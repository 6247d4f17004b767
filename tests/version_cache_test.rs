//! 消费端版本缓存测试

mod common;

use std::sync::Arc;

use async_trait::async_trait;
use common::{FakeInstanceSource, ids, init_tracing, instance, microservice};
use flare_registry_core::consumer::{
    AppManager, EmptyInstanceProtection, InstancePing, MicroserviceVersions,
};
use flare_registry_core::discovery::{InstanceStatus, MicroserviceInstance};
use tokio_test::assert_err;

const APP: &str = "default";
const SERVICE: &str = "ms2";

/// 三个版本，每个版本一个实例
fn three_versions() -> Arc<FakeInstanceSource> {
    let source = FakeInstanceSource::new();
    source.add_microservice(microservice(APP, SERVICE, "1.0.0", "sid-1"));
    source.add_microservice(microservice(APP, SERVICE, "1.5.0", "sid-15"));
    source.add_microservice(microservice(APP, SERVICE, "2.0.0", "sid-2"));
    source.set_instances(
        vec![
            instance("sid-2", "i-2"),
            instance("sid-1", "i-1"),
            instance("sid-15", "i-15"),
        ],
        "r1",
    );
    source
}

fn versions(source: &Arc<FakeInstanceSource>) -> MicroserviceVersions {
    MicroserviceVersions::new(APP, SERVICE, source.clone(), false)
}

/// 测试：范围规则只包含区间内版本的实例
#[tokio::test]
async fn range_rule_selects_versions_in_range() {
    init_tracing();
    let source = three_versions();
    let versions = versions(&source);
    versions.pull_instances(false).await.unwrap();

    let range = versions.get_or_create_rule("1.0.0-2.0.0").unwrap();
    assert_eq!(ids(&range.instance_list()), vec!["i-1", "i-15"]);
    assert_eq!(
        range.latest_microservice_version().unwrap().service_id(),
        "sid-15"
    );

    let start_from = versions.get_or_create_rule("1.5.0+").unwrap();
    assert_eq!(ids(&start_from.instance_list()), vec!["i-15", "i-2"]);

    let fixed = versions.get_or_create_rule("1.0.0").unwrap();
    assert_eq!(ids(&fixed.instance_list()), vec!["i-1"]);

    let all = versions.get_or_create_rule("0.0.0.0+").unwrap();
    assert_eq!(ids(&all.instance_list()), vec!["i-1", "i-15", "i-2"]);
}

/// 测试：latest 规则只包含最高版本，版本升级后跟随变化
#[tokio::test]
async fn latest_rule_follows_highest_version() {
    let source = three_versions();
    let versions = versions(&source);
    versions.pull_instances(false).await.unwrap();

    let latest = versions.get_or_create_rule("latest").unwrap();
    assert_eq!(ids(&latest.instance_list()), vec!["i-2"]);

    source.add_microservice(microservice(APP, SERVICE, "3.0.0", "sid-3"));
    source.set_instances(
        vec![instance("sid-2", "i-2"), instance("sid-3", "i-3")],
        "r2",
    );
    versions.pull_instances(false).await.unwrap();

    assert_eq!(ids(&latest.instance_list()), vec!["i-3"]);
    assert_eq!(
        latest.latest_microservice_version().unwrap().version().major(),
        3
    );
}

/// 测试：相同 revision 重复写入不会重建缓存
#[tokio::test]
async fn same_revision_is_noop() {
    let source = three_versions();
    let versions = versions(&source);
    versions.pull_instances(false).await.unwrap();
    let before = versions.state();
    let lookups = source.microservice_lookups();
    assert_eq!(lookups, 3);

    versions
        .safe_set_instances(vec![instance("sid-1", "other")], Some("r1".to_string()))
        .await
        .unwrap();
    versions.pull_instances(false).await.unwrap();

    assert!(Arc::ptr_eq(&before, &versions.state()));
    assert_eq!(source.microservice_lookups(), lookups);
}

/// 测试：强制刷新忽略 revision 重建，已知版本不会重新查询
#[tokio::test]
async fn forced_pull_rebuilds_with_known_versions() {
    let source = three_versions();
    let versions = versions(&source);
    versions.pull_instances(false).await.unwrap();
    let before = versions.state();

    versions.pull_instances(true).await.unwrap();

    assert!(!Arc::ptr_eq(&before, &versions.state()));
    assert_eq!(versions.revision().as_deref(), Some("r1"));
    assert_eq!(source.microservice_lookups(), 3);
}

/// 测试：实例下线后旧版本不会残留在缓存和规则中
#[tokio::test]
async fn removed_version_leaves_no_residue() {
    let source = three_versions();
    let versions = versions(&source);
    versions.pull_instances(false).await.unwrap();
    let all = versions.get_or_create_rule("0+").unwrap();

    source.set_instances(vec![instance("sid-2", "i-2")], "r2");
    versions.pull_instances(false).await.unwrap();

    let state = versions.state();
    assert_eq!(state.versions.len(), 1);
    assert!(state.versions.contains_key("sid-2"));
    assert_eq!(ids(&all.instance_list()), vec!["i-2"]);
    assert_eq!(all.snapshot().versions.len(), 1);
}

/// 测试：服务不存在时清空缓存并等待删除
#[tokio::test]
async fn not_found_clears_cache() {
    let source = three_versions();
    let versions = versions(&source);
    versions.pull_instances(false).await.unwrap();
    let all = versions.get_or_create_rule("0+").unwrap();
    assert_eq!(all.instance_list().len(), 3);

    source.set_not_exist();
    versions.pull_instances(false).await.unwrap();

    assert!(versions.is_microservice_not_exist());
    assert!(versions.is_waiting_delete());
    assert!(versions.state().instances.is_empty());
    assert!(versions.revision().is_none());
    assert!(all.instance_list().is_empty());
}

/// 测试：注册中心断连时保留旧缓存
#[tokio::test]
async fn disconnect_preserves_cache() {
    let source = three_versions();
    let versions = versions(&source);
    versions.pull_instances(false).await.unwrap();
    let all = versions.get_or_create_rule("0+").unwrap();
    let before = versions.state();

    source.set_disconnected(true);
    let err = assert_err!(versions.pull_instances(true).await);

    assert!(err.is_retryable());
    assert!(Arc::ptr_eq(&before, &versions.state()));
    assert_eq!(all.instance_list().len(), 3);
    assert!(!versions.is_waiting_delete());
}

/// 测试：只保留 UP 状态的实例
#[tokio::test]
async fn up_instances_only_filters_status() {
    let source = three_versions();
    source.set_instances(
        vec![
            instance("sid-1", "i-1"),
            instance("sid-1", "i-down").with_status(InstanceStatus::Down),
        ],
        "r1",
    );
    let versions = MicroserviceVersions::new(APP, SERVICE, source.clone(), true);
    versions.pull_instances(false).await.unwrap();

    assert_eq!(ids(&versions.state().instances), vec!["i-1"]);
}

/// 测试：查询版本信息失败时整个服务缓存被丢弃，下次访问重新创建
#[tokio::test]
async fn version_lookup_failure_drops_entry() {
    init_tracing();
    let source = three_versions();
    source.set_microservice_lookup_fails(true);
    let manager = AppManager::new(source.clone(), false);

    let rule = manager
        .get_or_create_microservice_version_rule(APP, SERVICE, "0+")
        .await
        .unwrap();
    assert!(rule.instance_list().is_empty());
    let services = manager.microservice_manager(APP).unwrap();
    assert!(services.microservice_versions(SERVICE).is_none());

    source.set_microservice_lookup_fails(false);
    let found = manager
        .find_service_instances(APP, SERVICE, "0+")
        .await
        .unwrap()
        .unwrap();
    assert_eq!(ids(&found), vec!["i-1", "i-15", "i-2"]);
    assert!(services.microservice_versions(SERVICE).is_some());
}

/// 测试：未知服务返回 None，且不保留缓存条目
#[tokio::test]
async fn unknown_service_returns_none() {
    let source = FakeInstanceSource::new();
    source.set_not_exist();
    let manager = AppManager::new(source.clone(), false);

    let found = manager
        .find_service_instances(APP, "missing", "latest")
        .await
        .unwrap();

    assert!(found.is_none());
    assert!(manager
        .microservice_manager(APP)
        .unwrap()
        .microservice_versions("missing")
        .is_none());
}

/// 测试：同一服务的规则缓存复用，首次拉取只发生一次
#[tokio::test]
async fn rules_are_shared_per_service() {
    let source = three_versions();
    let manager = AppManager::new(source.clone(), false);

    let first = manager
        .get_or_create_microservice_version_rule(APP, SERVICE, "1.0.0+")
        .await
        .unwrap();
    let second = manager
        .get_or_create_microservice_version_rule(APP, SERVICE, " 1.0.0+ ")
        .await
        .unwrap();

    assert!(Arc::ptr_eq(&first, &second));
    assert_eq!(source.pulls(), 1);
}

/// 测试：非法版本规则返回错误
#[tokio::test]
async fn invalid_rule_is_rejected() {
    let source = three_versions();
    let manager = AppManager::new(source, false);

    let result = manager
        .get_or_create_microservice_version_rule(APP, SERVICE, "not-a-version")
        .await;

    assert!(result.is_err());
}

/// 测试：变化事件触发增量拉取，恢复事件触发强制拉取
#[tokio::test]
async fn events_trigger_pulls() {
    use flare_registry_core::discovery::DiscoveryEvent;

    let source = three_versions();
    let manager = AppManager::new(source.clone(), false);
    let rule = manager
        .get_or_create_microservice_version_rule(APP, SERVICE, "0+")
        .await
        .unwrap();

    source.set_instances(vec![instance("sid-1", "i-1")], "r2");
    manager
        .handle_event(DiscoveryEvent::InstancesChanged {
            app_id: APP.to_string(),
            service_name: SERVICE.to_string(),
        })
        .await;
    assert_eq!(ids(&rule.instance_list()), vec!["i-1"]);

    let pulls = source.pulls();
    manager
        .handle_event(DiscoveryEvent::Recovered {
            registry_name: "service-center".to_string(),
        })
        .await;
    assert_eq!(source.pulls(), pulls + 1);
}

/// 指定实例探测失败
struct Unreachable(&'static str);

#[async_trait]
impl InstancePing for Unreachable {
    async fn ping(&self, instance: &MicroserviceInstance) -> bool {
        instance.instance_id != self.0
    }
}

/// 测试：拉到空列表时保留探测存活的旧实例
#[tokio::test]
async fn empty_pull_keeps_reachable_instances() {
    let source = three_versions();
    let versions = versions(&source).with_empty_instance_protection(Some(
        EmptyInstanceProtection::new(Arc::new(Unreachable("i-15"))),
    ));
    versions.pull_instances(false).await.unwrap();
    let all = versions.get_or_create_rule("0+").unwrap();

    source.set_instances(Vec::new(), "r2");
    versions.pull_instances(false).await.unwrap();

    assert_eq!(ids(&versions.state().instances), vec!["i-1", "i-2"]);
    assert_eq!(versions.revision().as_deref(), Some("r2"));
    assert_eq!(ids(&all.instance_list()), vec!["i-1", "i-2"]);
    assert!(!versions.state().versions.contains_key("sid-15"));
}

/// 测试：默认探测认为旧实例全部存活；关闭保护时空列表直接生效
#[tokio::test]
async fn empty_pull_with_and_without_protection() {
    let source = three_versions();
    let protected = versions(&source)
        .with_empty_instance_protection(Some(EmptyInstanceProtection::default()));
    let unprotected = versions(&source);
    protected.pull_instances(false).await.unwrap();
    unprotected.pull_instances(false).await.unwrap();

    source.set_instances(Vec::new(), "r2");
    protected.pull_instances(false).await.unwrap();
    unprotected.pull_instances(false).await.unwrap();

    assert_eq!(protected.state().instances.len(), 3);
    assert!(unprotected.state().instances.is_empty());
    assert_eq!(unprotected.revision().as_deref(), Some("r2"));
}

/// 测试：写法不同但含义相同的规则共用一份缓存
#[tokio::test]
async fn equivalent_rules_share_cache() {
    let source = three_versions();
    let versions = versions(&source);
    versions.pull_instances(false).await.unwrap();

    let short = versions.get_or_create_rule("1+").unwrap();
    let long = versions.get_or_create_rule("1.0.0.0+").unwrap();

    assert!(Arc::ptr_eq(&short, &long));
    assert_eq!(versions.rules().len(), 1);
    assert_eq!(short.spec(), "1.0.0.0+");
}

────────────────

What to produce: Reproduce, character for character, only the lines of the preceding data that start at the line with "assert!(versions.is_waiting_delete());" and end at the line with "source.set_disconnected(true);", both included.

Task result:
    assert!(versions.is_waiting_delete());
    assert!(versions.state().instances.is_empty());
    assert!(versions.revision().is_none());
    assert!(all.instance_list().is_empty());
}

/// 测试：注册中心断连时保留旧缓存
#[tokio::test]
async fn disconnect_preserves_cache() {
    let source = three_versions();
    let versions = versions(&source);
    versions.pull_instances(false).await.unwrap();
    let all = versions.get_or_create_rule("0+").unwrap();
    let before = versions.state();

    source.set_disconnected(true);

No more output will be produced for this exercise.